Roy and Judy Eidelson (2003) investigated some of the important roles that beliefs may play in triggering or constraining conflict between groups. On the basis of a review of relevant literature, five belief domains stand out as especially noteworthy: Superiority, injustice, vulnerability, distrust and helplessness.

Superiority
Individual-level core belief: This is a belief that an individual is better than anyone else and therefore many of the social constructs because the individual sees their own thoughts as "privileged" and therefore do not get along well with others. People with this belief often have attitudes of "specialness, deservingness, and entitlement."

Group-level worldview: When moving from the individual-level core belief to the Group-level worldview most of the concepts stay the same. The major difference is that these attitudes apply to large groups instead of individuals. One example of this is "ethnocentric monoculturalism,"  a term meaning that one sees their own cultural heritage as better than another's.

Injustice
Individual-level core belief: This belief is that an individual has been mistreated in a way that affects them in a major way. This mistreatment is most often an interpretation of "disappointment and betrayal".

Group-level worldview: This is the receiving end of the superiority group-level. This group takes grievance at another group for the same reasons an individual takes grievance at another. For perceived injustices from disappointment, betrayal, and mistreatment.

Vulnerability
Individual-level core belief: This is a constant anxiety. It is when a person feels that he/she is not in control and feel as though they are living "perpetually in harm's way".

Group-level worldview: A group that feels vulnerability due to an imagined threat in the future. This strengthens the group's ties and allows them to "focus group behavior in specific directions that include hostility."

Distrust
Individual-level core belief: This is based on a "presumed hostility and malignant intent seen in others". It drives one to act in hostile ways and prevents the creation of healthy relationships.

Group-level worldview: This separates the in-group from the out-group in a way that is not easily rectified, as the in-group forms a lasting stereotype that is applied to the out-group and must be disproven by the out-group.

Helplessness
Individual-level core belief: A deep set belief that no matter what an individual does the outcome will be unfavorable. As though the individual is "lacking the necessary ability" or a belief the individual did not have sufficient help or the environment is against them.

Group-level worldview: When a group has those same beliefs of dependency and powerlessness. This also reflects how much growth the environment has to offer.

Conflict escalation 
Although the involved parties may hope to reach a solution to their dispute quickly, psychological and interpersonal factors can frustrate their attempts to control the conflict, and in this case, conflict escalation occurs.
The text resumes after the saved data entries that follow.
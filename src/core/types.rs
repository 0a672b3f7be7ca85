use std::collections::BTreeMap;

use chrono::{DateTime, Utc};
use serde::{Deserialize, Serialize};

#[derive(Copy, Clone, Debug, Eq, PartialEq, Ord, PartialOrd, Hash, Serialize)]
#[serde(rename_all = "kebab-case")]
pub enum AssetClass {
    Equities,
    FixedIncome,
    Alternatives,
    Commodities,
    RealEstate,
}

impl AssetClass {
    pub fn label(self) -> &'static str {
        match self {
            AssetClass::Equities => "Equities",
            AssetClass::FixedIncome => "Fixed Income",
            AssetClass::Alternatives => "Alternatives",
            AssetClass::Commodities => "Commodities",
            AssetClass::RealEstate => "Real Estate",
        }
    }
}

#[derive(Copy, Clone, Debug, Eq, PartialEq, Serialize)]
#[serde(rename_all = "kebab-case")]
pub enum RiskTier {
    VeryLow,
    Low,
    Medium,
    High,
    VeryHigh,
}

#[derive(Copy, Clone, Debug, PartialEq, Serialize)]
#[serde(rename_all = "camelCase")]
pub struct Correlations {
    pub gdp: f64,
    pub interest_rate: f64,
    pub inflation: f64,
}

#[derive(Clone, Debug, PartialEq, Serialize)]
#[serde(rename_all = "camelCase")]
pub struct Asset {
    pub id: &'static str,
    pub name: &'static str,
    pub description: &'static str,
    pub cost: f64,
    pub risk: RiskTier,
    pub return_range: (f64, f64),
    pub class: AssetClass,
    pub beta: f64,
    pub correlations: Correlations,
}

#[derive(Copy, Clone, Debug, Eq, PartialEq, Serialize, Deserialize)]
pub enum EventKind {
    Bull,
    Bear,
    Neutral,
    Political,
    Regulatory,
}

impl EventKind {
    pub fn label(self) -> &'static str {
        match self {
            EventKind::Bull => "Bull",
            EventKind::Bear => "Bear",
            EventKind::Neutral => "Neutral",
            EventKind::Political => "Political",
            EventKind::Regulatory => "Regulatory",
        }
    }
}

#[derive(Copy, Clone, Debug, Eq, PartialEq, Serialize)]
#[serde(rename_all = "camelCase", tag = "kind", content = "target")]
pub enum EventScope {
    Market,
    AssetClass(AssetClass),
    Asset(&'static str),
}

#[derive(Copy, Clone, Debug, Eq, PartialEq, Serialize)]
#[serde(rename_all = "camelCase")]
pub enum SideEffect {
    ClientBoost,
}

#[derive(Copy, Clone, Debug, PartialEq, Serialize)]
#[serde(rename_all = "camelCase")]
pub struct MarketEvent {
    pub kind: EventKind,
    pub text: &'static str,
    pub multiplier: f64,
    pub trust_change: f64,
    pub probability: f64,
    pub scope: EventScope,
    pub side_effect: Option<SideEffect>,
}

impl MarketEvent {
    pub fn applies_to(&self, asset: &Asset) -> bool {
        match self.scope {
            EventScope::Market => true,
            EventScope::AssetClass(class) => class == asset.class,
            EventScope::Asset(id) => id == asset.id,
        }
    }

    pub fn is_political(&self) -> bool {
        matches!(self.kind, EventKind::Political | EventKind::Regulatory)
    }

    pub fn boosts_clients(&self) -> bool {
        self.side_effect == Some(SideEffect::ClientBoost)
    }
}

#[derive(Copy, Clone, Debug, PartialEq, Serialize, Deserialize)]
#[serde(rename_all = "camelCase")]
pub struct MacroState {
    pub gdp: f64,
    pub interest_rate: f64,
    pub inflation: f64,
}

impl MacroState {
    pub const NEUTRAL: MacroState = MacroState {
        gdp: 1.0,
        interest_rate: 0.01,
        inflation: 0.02,
    };
}

impl Default for MacroState {
    fn default() -> Self {
        Self::NEUTRAL
    }
}

#[derive(Clone, Debug, PartialEq, Serialize)]
#[serde(rename_all = "camelCase")]
pub struct Holding {
    pub asset_id: &'static str,
    pub quantity: u32,
    pub current_value: f64,
    pub initial_cost: f64,
    pub pnl: f64,
}

#[derive(Clone, Debug, PartialEq, Serialize)]
#[serde(rename_all = "camelCase")]
pub struct Competitor {
    pub name: String,
    pub aum: f64,
    pub aggressiveness: f64,
    pub volatility: f64,
    pub pnl: f64,
}

#[derive(Copy, Clone, Debug, PartialEq, Serialize)]
#[serde(rename_all = "camelCase", tag = "kind", content = "threshold")]
pub enum AchievementCondition {
    Aum(f64),
    Trust(f64),
    Quarter(u32),
    Event(EventKind),
}

#[derive(Clone, Debug, PartialEq, Serialize)]
#[serde(rename_all = "camelCase")]
pub struct Achievement {
    pub id: &'static str,
    pub name: &'static str,
    pub description: &'static str,
    pub condition: AchievementCondition,
}

#[derive(Copy, Clone, Debug, Default, PartialEq, Serialize, Deserialize)]
#[serde(default, rename_all = "camelCase")]
pub struct HighScores {
    pub aum: f64,
    pub quarters: u32,
    pub trust: f64,
}

#[derive(Clone, Debug, Default, PartialEq, Serialize, Deserialize)]
#[serde(default, rename_all = "camelCase")]
pub struct ProgressSnapshot {
    pub achievements: BTreeMap<String, bool>,
    pub high_scores: HighScores,
}

#[derive(Copy, Clone, Debug, PartialEq, Serialize)]
#[serde(rename_all = "camelCase")]
pub struct HistoryPoint {
    pub quarter: u32,
    pub aum: f64,
    pub pnl: f64,
}

#[derive(Copy, Clone, Debug, Eq, PartialEq, Serialize)]
#[serde(rename_all = "lowercase")]
pub enum LogCategory {
    Profit,
    Loss,
    Event,
    Achievement,
}

#[derive(Clone, Debug, PartialEq, Serialize)]
#[serde(rename_all = "camelCase")]
pub struct LogRecord {
    pub message: String,
    pub category: LogCategory,
    pub timestamp: DateTime<Utc>,
    pub ticker: bool,
}

#[derive(Clone, Debug, PartialEq, Serialize)]
#[serde(rename_all = "camelCase")]
pub struct QuarterReport {
    pub quarter: u32,
    pub firm_name: String,
    pub event_kind: EventKind,
    pub market_event_text: &'static str,
    pub macro_snapshot: MacroState,
    pub pnl: f64,
    pub client_flow: f64,
    pub aum: f64,
    pub client_trust: f64,
    pub difficulty_factor: f64,
    pub competitors_sorted: Vec<Competitor>,
    pub unlocked_achievements: Vec<&'static str>,
    pub narrative: &'static str,
}

#[derive(Clone, Debug, PartialEq, Serialize)]
#[serde(rename_all = "camelCase", tag = "status", content = "report")]
pub enum QuarterOutcome {
    Advanced(QuarterReport),
    WentBankrupt,
    Halted,
}

#[derive(Copy, Clone, Debug, PartialEq, Serialize)]
#[serde(rename_all = "camelCase")]
pub struct WhatIfResult {
    pub event_kind: EventKind,
    pub event_text: &'static str,
    pub pnl: f64,
    pub client_flow: f64,
}

#[derive(Copy, Clone, Debug, PartialEq, Serialize)]
#[serde(rename_all = "camelCase")]
pub struct AllocationSlice {
    pub class: AssetClass,
    pub label: &'static str,
    pub percent: f64,
    pub value: f64,
}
Conflict escalation "can be understood as an intensification of a conflict with regard to the observed extent and the means used". A number of factors including increased commitment to one's position, use of harder influence tactics, and formation of coalitions propel the escalation of the conflict.

Uncertainty and commitment 
As conflicts escalate, group members' doubts and uncertainties are replaced with a firm commitment to their position. People rationalize their choices once they have made them: they seek out information that supports their views, reject information that disconfirms their views, and become more entrenched in their original position (also see confirmatory bias). Additionally, people believe that once they commit to a position publicly, they should stick with it. Sometimes, they may realize the shortcomings of their views, but they continue defending those views and arguing against their opponents just to save face. Finally, if the opponents argue too strongly, reactance may set in and group members become even more committed to the position.

Perception and misperception 
Individuals' reactions to the conflict are shaped by their perception of the situation and people in the situation. During the conflict, opponents' inferences about each other's strengths, attitudes, values, and personal qualities tend to be largely distorted.

Misattribution 
During the conflict, people explain their opponents' actions in ways that make the problem worse. Fundamental attribution error occurs when one assumes that opponents' behavior was caused by personal (dispositional) rather than situational (environmental) factors. When conflict continues for a while, opponents might decide that this conflict is intractable. People usually expect intractable conflicts to be prolonged, intense, and very hard to resolve.

Misperceiving motivations 
During the conflict, opponents often become mistrustful of one another wondering if their cooperative motivations were replaced by competitive ones. This loss of trust makes it difficult to return to the cooperative relationship. People with competitive social value orientations (SVOs) are the most inaccurate in their perception of opponents' motivation. They often think that others compete with them when in fact, there is no competition going on. Competitors are also more biased in their search for information that confirms their suspicions that others compete with them. They also tend to deliberately misrepresent their intentions, sometimes claiming to be more cooperatively oriented than they actually are.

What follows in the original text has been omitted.